Work instructions
Both the line with "let ids: Vec<u64>" and the line with "assert_eq!(stats.total, 0);" in the records below must appear in the output, along with every line between them, exactly and with nothing added.
##############################
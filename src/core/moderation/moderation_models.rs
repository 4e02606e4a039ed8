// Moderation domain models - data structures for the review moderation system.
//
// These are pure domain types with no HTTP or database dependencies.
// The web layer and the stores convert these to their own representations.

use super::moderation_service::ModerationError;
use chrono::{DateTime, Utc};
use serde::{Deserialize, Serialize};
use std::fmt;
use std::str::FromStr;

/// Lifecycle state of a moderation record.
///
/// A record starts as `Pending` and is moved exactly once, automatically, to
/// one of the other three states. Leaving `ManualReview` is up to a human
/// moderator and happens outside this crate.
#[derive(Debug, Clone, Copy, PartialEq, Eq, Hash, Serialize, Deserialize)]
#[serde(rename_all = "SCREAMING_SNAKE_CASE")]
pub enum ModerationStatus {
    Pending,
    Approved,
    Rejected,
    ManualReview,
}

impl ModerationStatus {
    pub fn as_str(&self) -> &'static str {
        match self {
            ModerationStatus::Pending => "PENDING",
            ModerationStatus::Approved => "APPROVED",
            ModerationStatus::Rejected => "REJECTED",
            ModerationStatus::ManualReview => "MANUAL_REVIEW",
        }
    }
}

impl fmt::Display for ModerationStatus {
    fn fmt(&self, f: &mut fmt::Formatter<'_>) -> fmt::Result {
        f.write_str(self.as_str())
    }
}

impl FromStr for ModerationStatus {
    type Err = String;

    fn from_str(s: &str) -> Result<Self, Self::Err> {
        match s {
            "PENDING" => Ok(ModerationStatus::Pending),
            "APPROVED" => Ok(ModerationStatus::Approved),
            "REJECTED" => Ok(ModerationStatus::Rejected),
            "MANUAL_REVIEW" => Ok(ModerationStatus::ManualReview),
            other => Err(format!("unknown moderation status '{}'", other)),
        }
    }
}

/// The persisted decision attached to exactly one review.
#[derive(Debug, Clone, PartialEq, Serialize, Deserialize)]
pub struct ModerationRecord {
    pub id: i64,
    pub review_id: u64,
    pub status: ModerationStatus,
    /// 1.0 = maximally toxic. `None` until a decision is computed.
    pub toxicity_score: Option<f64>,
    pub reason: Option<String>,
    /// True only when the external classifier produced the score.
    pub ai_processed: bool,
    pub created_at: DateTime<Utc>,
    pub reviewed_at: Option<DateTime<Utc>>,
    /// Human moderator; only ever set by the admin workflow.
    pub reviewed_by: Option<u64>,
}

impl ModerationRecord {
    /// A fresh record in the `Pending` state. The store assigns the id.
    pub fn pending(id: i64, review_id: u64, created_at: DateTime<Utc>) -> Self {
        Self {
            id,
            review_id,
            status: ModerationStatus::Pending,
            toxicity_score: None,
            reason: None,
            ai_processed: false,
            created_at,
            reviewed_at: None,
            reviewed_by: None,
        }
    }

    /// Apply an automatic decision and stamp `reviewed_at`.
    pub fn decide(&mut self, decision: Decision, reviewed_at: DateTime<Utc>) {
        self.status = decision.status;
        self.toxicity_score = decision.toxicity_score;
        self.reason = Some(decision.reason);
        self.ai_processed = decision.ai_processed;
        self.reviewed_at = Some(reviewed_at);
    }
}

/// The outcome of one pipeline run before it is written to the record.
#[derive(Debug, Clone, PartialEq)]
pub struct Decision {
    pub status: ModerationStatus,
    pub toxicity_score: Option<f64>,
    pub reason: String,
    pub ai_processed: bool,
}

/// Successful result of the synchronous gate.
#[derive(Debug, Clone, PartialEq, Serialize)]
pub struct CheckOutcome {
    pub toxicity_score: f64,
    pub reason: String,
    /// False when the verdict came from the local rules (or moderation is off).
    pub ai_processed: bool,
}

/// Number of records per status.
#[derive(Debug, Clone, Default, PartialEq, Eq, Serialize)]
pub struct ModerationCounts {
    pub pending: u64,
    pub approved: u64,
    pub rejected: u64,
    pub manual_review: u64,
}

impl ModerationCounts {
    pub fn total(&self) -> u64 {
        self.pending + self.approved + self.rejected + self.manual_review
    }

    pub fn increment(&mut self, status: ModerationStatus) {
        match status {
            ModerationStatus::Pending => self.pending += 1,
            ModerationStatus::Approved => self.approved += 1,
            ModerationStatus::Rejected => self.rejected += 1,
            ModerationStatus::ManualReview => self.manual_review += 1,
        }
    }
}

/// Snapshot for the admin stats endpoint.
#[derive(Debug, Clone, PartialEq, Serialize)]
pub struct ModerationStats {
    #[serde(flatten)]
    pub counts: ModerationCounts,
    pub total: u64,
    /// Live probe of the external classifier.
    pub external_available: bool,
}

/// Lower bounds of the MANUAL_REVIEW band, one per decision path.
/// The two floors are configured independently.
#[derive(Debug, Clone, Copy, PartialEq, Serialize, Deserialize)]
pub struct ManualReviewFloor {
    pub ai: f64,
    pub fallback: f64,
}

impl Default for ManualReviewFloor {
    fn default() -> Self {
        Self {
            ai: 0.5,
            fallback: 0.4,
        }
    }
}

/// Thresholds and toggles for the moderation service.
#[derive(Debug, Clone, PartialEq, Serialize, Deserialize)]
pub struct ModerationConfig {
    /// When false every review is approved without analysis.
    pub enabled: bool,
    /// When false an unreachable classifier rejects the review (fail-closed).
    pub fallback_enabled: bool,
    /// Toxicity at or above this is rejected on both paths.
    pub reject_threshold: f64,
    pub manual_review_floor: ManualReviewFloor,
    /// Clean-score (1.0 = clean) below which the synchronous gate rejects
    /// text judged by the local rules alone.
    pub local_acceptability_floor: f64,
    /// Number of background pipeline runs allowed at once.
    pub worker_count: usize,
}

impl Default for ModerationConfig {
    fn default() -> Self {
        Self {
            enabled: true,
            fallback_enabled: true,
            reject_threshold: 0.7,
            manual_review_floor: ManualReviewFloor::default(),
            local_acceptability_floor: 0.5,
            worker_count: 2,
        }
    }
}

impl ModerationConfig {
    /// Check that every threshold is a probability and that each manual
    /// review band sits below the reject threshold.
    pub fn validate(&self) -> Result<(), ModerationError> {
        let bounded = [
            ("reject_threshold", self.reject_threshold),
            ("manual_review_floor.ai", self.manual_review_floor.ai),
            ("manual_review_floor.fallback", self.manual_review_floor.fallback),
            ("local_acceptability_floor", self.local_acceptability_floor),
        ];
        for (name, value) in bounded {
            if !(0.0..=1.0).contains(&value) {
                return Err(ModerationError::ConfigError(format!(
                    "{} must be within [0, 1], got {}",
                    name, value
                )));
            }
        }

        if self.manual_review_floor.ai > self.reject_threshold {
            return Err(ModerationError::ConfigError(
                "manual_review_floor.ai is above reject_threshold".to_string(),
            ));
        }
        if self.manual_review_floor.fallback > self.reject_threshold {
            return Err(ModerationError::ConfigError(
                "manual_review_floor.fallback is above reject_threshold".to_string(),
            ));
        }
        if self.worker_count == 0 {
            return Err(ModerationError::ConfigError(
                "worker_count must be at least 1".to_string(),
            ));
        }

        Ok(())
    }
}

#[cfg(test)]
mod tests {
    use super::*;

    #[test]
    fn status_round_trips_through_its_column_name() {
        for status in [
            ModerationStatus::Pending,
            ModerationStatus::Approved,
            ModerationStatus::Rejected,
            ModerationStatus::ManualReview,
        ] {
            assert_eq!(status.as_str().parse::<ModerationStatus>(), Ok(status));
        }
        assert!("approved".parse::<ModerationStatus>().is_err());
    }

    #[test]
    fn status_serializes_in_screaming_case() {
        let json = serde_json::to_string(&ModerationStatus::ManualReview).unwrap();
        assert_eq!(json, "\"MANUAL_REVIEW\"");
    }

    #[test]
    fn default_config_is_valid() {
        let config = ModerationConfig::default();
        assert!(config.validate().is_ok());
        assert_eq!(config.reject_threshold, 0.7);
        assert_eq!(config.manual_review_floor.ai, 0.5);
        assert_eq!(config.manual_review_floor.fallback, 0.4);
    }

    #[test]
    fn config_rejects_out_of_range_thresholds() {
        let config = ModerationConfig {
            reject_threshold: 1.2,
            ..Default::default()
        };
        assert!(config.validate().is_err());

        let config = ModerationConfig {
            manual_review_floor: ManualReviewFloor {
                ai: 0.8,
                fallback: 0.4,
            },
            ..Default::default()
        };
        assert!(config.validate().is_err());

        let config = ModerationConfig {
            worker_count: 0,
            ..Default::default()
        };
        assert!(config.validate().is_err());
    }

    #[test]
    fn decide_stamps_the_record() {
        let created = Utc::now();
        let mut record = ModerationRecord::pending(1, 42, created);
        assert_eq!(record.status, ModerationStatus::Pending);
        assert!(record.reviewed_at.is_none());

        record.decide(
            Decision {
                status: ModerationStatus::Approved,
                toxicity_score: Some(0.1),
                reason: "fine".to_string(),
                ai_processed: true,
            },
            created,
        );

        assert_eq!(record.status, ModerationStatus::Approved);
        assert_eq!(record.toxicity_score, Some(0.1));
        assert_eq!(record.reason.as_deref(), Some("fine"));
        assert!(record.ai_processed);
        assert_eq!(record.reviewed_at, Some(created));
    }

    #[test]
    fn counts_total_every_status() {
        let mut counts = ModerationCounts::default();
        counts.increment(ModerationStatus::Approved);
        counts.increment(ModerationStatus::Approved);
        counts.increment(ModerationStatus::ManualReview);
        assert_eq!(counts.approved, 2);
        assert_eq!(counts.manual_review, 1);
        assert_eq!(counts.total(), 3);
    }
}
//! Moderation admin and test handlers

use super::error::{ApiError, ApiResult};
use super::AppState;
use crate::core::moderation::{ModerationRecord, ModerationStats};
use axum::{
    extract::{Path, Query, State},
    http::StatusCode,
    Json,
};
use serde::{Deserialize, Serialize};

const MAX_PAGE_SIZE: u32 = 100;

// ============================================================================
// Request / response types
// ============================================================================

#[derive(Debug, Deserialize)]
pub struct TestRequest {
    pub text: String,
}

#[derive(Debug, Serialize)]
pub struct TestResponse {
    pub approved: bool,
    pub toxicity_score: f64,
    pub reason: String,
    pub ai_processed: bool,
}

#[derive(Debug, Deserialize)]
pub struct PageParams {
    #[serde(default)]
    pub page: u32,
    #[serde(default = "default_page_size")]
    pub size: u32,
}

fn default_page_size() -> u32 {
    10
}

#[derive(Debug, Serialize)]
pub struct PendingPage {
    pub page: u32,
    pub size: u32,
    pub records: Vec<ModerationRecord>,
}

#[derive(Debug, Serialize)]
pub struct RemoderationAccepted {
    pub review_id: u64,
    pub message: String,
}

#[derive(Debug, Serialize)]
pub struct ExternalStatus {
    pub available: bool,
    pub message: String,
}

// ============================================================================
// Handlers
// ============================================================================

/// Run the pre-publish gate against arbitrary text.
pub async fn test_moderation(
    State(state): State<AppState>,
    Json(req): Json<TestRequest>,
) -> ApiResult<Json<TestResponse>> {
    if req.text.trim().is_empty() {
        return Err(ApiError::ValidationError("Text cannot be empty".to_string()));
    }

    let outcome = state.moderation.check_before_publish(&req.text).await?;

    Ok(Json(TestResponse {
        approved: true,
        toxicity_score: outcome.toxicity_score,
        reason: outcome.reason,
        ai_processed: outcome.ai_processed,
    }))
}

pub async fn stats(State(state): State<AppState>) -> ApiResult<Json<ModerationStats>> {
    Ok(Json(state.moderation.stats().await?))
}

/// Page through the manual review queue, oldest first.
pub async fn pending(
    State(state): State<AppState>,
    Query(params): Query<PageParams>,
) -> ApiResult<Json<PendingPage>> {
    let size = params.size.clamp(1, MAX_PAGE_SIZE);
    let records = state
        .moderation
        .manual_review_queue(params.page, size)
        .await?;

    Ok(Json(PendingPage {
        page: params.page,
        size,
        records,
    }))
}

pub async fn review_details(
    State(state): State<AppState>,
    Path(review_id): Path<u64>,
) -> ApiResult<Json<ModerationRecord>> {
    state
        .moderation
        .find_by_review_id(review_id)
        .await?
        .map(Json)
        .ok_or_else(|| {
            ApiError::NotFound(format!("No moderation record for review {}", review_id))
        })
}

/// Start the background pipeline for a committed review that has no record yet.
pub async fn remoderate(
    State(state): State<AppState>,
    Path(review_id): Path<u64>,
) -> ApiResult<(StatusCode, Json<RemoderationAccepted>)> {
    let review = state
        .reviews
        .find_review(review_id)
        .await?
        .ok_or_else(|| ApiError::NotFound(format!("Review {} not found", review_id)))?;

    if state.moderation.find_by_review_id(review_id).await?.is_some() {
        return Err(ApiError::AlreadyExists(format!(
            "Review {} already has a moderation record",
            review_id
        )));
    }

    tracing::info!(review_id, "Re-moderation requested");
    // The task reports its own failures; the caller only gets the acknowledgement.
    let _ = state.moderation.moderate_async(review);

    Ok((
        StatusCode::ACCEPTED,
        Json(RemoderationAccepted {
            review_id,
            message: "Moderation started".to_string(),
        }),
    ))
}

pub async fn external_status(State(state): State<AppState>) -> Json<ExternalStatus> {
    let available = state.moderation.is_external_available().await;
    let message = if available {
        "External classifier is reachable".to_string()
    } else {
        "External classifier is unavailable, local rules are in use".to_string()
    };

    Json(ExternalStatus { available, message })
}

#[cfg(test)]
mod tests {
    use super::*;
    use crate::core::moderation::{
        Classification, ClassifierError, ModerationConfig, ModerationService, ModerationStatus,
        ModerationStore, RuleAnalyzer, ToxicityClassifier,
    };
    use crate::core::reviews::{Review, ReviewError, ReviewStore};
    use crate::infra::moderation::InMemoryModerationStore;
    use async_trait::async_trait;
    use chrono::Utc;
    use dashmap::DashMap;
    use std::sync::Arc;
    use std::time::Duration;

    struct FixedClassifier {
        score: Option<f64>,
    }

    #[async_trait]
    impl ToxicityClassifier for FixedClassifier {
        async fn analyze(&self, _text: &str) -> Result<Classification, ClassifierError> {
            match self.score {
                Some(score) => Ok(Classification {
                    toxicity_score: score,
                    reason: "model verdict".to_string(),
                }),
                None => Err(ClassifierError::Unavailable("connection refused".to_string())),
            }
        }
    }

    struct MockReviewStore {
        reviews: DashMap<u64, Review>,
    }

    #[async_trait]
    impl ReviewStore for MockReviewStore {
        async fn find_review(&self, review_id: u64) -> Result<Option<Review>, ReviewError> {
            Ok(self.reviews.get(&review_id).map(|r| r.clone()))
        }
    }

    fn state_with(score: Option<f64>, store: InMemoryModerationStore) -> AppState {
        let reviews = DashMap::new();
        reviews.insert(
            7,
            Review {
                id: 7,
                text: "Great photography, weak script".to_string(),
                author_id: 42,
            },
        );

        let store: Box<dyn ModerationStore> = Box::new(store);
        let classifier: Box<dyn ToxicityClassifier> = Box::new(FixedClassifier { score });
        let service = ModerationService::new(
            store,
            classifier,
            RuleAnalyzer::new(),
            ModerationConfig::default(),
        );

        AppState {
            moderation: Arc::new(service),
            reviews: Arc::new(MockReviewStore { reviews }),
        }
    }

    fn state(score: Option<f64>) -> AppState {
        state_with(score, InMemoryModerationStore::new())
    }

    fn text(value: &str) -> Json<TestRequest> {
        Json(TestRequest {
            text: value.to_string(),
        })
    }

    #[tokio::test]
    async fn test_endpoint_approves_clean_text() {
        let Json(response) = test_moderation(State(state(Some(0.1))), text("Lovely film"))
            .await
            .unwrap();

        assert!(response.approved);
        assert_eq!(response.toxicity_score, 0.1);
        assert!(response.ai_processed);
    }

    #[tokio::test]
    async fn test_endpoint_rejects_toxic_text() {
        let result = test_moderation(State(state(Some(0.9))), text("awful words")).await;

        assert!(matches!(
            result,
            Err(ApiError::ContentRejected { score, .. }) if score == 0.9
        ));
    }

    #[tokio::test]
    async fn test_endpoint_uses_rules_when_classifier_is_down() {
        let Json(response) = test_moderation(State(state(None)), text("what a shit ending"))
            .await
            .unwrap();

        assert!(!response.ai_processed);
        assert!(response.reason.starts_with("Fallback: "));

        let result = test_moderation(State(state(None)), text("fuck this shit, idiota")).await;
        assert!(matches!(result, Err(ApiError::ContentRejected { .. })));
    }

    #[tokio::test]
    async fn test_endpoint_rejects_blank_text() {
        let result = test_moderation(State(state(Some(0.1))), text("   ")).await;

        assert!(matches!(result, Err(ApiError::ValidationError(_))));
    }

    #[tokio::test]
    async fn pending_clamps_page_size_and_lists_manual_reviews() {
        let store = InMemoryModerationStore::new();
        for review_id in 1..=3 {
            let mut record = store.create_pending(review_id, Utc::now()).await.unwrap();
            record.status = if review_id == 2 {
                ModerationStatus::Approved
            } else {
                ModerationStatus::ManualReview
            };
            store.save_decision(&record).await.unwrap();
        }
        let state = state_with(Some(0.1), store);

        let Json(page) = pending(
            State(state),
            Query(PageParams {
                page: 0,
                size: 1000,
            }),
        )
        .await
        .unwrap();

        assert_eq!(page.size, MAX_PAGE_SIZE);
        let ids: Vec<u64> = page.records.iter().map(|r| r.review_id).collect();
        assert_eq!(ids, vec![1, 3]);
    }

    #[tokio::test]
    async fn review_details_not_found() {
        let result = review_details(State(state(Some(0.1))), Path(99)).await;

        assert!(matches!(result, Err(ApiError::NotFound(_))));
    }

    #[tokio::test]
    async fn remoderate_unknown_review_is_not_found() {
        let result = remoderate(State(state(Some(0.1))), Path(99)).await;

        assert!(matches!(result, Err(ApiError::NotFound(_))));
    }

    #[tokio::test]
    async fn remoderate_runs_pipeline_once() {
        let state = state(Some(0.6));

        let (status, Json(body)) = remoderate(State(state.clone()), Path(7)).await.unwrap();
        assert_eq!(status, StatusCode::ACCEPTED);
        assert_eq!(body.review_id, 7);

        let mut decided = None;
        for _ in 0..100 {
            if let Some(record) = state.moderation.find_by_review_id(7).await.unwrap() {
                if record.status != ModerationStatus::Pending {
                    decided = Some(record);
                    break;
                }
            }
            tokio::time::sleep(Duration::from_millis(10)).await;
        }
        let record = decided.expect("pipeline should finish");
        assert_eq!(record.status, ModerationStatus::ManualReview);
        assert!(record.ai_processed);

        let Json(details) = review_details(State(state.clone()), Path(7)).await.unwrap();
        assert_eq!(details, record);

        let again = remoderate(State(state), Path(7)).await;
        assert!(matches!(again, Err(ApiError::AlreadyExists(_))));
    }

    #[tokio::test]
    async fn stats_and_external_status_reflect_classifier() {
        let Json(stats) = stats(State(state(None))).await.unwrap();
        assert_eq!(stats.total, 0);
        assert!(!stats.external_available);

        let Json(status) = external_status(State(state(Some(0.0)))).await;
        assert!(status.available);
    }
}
##############################
Task response
        let ids: Vec<u64> = page.records.iter().map(|r| r.review_id).collect();
        assert_eq!(ids, vec![1, 3]);
    }

    #[tokio::test]
    async fn review_details_not_found() {
        let result = review_details(State(state(Some(0.1))), Path(99)).await;

        assert!(matches!(result, Err(ApiError::NotFound(_))));
    }

    #[tokio::test]
    async fn remoderate_unknown_review_is_not_found() {
        let result = remoderate(State(state(Some(0.1))), Path(99)).await;

        assert!(matches!(result, Err(ApiError::NotFound(_))));
    }

    #[tokio::test]
    async fn remoderate_runs_pipeline_once() {
        let state = state(Some(0.6));

        let (status, Json(body)) = remoderate(State(state.clone()), Path(7)).await.unwrap();
        assert_eq!(status, StatusCode::ACCEPTED);
        assert_eq!(body.review_id, 7);

        let mut decided = None;
        for _ in 0..100 {
            if let Some(record) = state.moderation.find_by_review_id(7).await.unwrap() {
                if record.status != ModerationStatus::Pending {
                    decided = Some(record);
                    break;
                }
            }
            tokio::time::sleep(Duration::from_millis(10)).await;
        }
        let record = decided.expect("pipeline should finish");
        assert_eq!(record.status, ModerationStatus::ManualReview);
        assert!(record.ai_processed);

        let Json(details) = review_details(State(state.clone()), Path(7)).await.unwrap();
        assert_eq!(details, record);

        let again = remoderate(State(state), Path(7)).await;
        assert!(matches!(again, Err(ApiError::AlreadyExists(_))));
    }

    #[tokio::test]
    async fn stats_and_external_status_reflect_classifier() {
        let Json(stats) = stats(State(state(None))).await.unwrap();
        assert_eq!(stats.total, 0);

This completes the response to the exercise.